• [TASK ITEM] Nothing beyond the line containing "the redo tail;" should be printed; print each line exactly from the first line of the listing below through it.

========

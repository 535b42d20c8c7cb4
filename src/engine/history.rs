use std::collections::VecDeque;

use crate::foundation::core::TimeRange;

/// Bounded undo/redo stack of timings for one word.
///
/// The entry under the cursor is the word's current timing. Recording after an undo drops
/// the redo tail; the oldest entries fall off once `depth` is exceeded.
#[derive(Clone, Debug, PartialEq)]
pub struct TimingHistory {
    entries: VecDeque<TimeRange>,
    cursor: usize,
}

impl TimingHistory {
    /// Start a history whose first entry is the word's timing before any edit.
    pub fn seeded(initial: TimeRange) -> Self {
        Self {
            entries: VecDeque::from([initial]),
            cursor: 0,
        }
    }

    pub fn current(&self) -> Option<TimeRange> {
        self.entries.get(self.cursor).copied()
    }

    pub fn record(&mut self, timing: TimeRange, depth: usize) {
        self.entries.truncate(self.cursor + 1);
        self.entries.push_back(timing);
        while self.entries.len() > depth.max(1) {
            self.entries.pop_front();
        }
        self.cursor = self.entries.len() - 1;
    }

    pub fn undo(&mut self) -> Option<TimeRange> {
        if self.cursor == 0 {
            return None;
        }
        self.cursor -= 1;
        self.current()
    }

    pub fn redo(&mut self) -> Option<TimeRange> {
        if self.cursor + 1 >= self.entries.len() {
            return None;
        }
        self.cursor += 1;
        self.current()
    }

    pub fn can_undo(&self) -> bool {
        self.cursor > 0
    }

    pub fn can_redo(&self) -> bool {
        self.cursor + 1 < self.entries.len()
    }

    pub fn len(&self) -> usize {
        self.entries.len()
    }

    pub fn is_empty(&self) -> bool {
        self.entries.is_empty()
    }
}

#[cfg(test)]
#[path = "../../tests/unit/engine/history.rs"]
mod tests;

========

• [WRITTEN SOLUTION]
repository 535b42d20c8c7cb4
filename src/engine/history.rs
use std::collections::VecDeque;

use crate::foundation::core::TimeRange;

/// Bounded undo/redo stack of timings for one word.
///
/// The entry under the cursor is the word's current timing. Recording after an undo drops
/// the redo tail; the oldest entries fall off once `depth` is exceeded.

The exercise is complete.